迟渡指尖敲了敲桌子,忽然感觉一阵困意袭来,忍不住打了个哈欠,拿出之前苏清婉问他的那一套,“那你知道什么是喜欢吗?”

“大概就是想和对方亲近,应当待在一起会很舒服吧,你觉得……”

见迟渡已经闭上了眼睛,贺煊辰话音一顿,搁在桌上的手轻轻动了一下,忽然伸出去搭在他肩上。

“若川?”

迟渡猛然从桌上弹起来,伸出胳膊就一把揽住了他的肩,“来,启明……继续喝!”

“你方才还没说,你有没有喜欢的人?”

迟渡蹙了蹙眉,“……不聊这些,还有没有酒,拿酒来!”

“好好好,那你听我讲我小时候的事?”

“说。

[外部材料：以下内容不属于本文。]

//! S³ geometry: normalization, geodesic distance, the Super-Fibonacci
//! spiral seeding lattice and the Hopf fibration between S³ and S².
//!
//! All points are unit vectors in ℝ⁴ (`nalgebra::Vector4<f64>`) representing
//! the unit 3-sphere embedded in 4-space.

use nalgebra::Vector4;
use std::f64::consts::PI;

/// Below this norm a vector is treated as degenerate and snapped to the
/// identity point rather than producing NaNs on normalization.
const DEGENERATE_NORM_EPS: f64 = 1e-15;

/// Golden ratio, used as the first irrational rotation constant of the
/// Super-Fibonacci spiral.
pub const PHI: f64 = 1.618_033_988_749_895;

/// Plastic constant, the second irrational rotation constant; chosen (over
/// e.g. sqrt(2)) because its continued fraction avoids near-resonances with
/// PHI across the index range used for seeding.
pub const PSI: f64 = 1.324_717_957_244_746;

/// Identity point returned for degenerate (near-zero) input vectors.
pub fn identity_point() -> Vector4<f64> {
    Vector4::new(1.0, 0.0, 0.0, 0.0)
}

/// Project `v` onto the unit 3-sphere. Vectors with norm below
/// [`DEGENERATE_NORM_EPS`] fall back to [`identity_point`] rather than
/// dividing by (near) zero.
pub fn normalize_s3(v: Vector4<f64>) -> Vector4<f64> {
    let norm = v.norm();
    if norm < DEGENERATE_NORM_EPS {
        identity_point()
    } else {
        v / norm
    }
}

/// Whether `v` already lies on S³ within `tolerance`.
pub fn is_on_s3(v: &Vector4<f64>, tolerance: f64) -> bool {
    (v.norm() - 1.0).abs() <= tolerance
}

/// Geodesic (great-circle) distance between two points on S³, in `[0, π]`.
pub fn distance_s3(a: &Vector4<f64>, b: &Vector4<f64>) -> f64 {
    let dot = a.dot(b).clamp(-1.0, 1.0);
    dot.acos()
}

/// The `i`-th point (of `n` total) of the Super-Fibonacci spiral on S³.
///
/// Distributes `n` points quasi-uniformly over S³ using two incommensurate
/// rotation rates (`1/PHI`, `1/PSI`) so consecutive indices never cluster,
/// which keeps Unicode codepoint seeding locality-preserving under the
/// Hilbert/Morton index (see [`crate::hilbert`]).
pub fn super_fibonacci_point(i: u64, n: u64) -> Vector4<f64> {
    let n = n.max(1);
    let s = (i as f64 + 0.5) / n as f64;
    let t = i as f64;

    let r = s.sqrt();
    let rc = (1.0 - s).sqrt();

    let alpha = 2.0 * PI * (t / PHI);
    let beta = 2.0 * PI * (t / PSI);

    normalize_s3(Vector4::new(
        r * alpha.sin(),
        r * alpha.cos(),
        rc * beta.sin(),
        rc * beta.cos(),
    ))
}

/// Forward Hopf map S³ → S², sending the fiber over each point of S² to a
/// great circle on S³.
pub fn hopf_forward(p: &Vector4<f64>) -> [f64; 3] {
    let (x0, x1, x2, x3) = (p[0], p[1], p[2], p[3]);
    [
        2.0 * (x0 * x2 + x1 * x3),
        2.0 * (x1 * x2 - x0 * x3),
        x0 * x0 + x1 * x1 - x2 * x2 - x3 * x3,
    ]
}

/// One point of the fiber over `s2` (a unit vector in ℝ³) at `fiber_angle`
/// radians, i.e. a right inverse of [`hopf_forward`].
///
/// The fiber over each S² point is a full circle on S³. Writing the S³
/// point as a pair of complex numbers `(z1, z2) = (x0+x1 i, x2+x3 i)`, the
/// forward map is invariant under the global phase rotation
/// `(z1, z2) -> (z1 e^{iθ}, z2 e^{iθ})`; `fiber_angle` is that θ.
pub fn hopf_inverse(s2: &[f64; 3], fiber_angle: f64) -> Vector4<f64> {
    let (nx, ny, nz) = (s2[0], s2[1], s2[2]);

    // Representative point with x1 = 0, obtained by solving the forward
    // map directly: x0 = sqrt((1+nz)/2), x2 = nx/(2 x0), x3 = -ny/(2 x0).
    let (x0, x2, x3) = if (1.0 + nz) < DEGENERATE_NORM_EPS {
        // South pole: fiber is the circle x0=x1=0, x2^2+x3^2=1.
        (0.0, fiber_angle.cos(), fiber_angle.sin())
    } else {
        let a = ((1.0 + nz) / 2.0).sqrt();
        (a, nx / (2.0 * a), -ny / (2.0 * a))
    };
    let x1 = 0.0_f64;

    if (1.0 + nz) < DEGENERATE_NORM_EPS {
        return normalize_s3(Vector4::new(x0, x1, x2, x3));
    }

    // Apply the global phase e^{i * fiber_angle} to (z1, z2).
    let (s, c) = fiber_angle.sin_cos();
    let z1 = (x0 * c - x1 * s, x0 * s + x1 * c);
    let z2 = (x2 * c - x3 * s, x2 * s + x3 * c);
    normalize_s3(Vector4::new(z1.0, z1.1, z2.0, z2.1))
}

#[cfg(test)]
mod tests {
    use super::*;

    #[test]
    fn normalize_handles_degenerate_vector() {
        let v = Vector4::new(0.0, 0.0, 0.0, 0.0);
        assert_eq!(normalize_s3(v), identity_point());
    }

    #[test]
    fn normalize_produces_unit_vector() {
        let v = Vector4::new(3.0, 4.0, 0.0, 0.0);
        let n = normalize_s3(v);
        assert!((n.norm() - 1.0).abs() < 1e-12);
    }

    #[test]
    fn distance_to_self_is_zero() {
        let p = super_fibonacci_point(7, 1000);
        assert!(distance_s3(&p, &p) < 1e-9);
    }

    #[test]
    fn distance_is_symmetric_and_bounded() {
        let a = super_fibonacci_point(1, 1000);
        let b = super_fibonacci_point(500, 1000);
        let d_ab = distance_s3(&a, &b);
        let d_ba = distance_s3(&b, &a);
        assert!((d_ab - d_ba).abs() < 1e-12);
        assert!(d_ab >= 0.0 && d_ab <= PI + 1e-9);
    }

    #[test]
    fn super_fibonacci_points_are_on_s3() {
        for i in [0u64, 1, 500, 999] {
            let p = super_fibonacci_point(i, 1000);
            assert!(is_on_s3(&p, 1e-9), "point {i} not on S3: norm={}", p.norm());
        }
    }

    #[test]
    fn super_fibonacci_spreads_points_apart() {
        let n = 200;
        let mut min_d = f64::MAX;
        for i in 0..n {
            let j = (i + 1) % n;
            let d = distance_s3(&super_fibonacci_point(i, n), &super_fibonacci_point(j, n));
            min_d = min_d.min(d);
        }
        assert!(min_d > 1e-4, "adjacent indices should not collide: min_d={min_d}");
    }

    #[test]
    fn hopf_forward_image_is_on_s2() {
        let p = super_fibonacci_point(42, 1000);
        let s2 = hopf_forward(&p);
        let norm = (s2[0] * s2[0] + s2[1] * s2[1] + s2[2] * s2[2]).sqrt();
        assert!((norm - 1.0).abs() < 1e-9, "hopf image norm={norm}");
    }

    #[test]
    fn hopf_inverse_roundtrips_through_forward() {
        let p = super_fibonacci_point(17, 1000);
        let s2 = hopf_forward(&p);
        let lifted = hopf_inverse(&s2, 0.0);
        let s2_again = hopf_forward(&lifted);
        let err = ((s2[0] - s2_again[0]).powi(2)
            + (s2[1] - s2_again[1]).powi(2)
            + (s2[2] - s2_again[2]).powi(2))
        .sqrt();
        assert!(err < 1e-6, "hopf roundtrip error too large: {err}");
    }

    proptest::proptest! {
        #[test]
        fn super_fibonacci_is_always_unit_length(i in 0u64..100_000, n in 1u64..100_000) {
            let p = super_fibonacci_point(i % n.max(1), n);
            proptest::prop_assert!((p.norm() - 1.0).abs() < 1e-9);
        }

        #[test]
        fn distance_s3_stays_in_range(
            ax in -1.0f64..1.0, ay in -1.0f64..1.0, az in -1.0f64..1.0, aw in -1.0f64..1.0,
            bx in -1.0f64..1.0, by in -1.0f64..1.0, bz in -1.0f64..1.0, bw in -1.0f64..1.0,
        ) {
            let a = normalize_s3(Vector4::new(ax, ay, az, aw));
            let b = normalize_s3(Vector4::new(bx, by, bz, bw));
            let d = distance_s3(&a, &b);
            proptest::prop_assert!(d >= 0.0 && d <= PI + 1e-9);
        }
    }
}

”

“那可得从我很小的时候讲起……”

酒精让神经放松下来,带着酒意的胡言乱语从店铺中满溢出来,门外,两人的身影被灯火映照着落在宣霖眼中,他脚步一顿,手中提着的竹编篮随着动作轻轻摇晃了一下。

他这天先是隐藏身份去与安插在朝廷中的眼线见了一面,之后又去了趟城外,给一个籍籍无名的小县尉提点了几句。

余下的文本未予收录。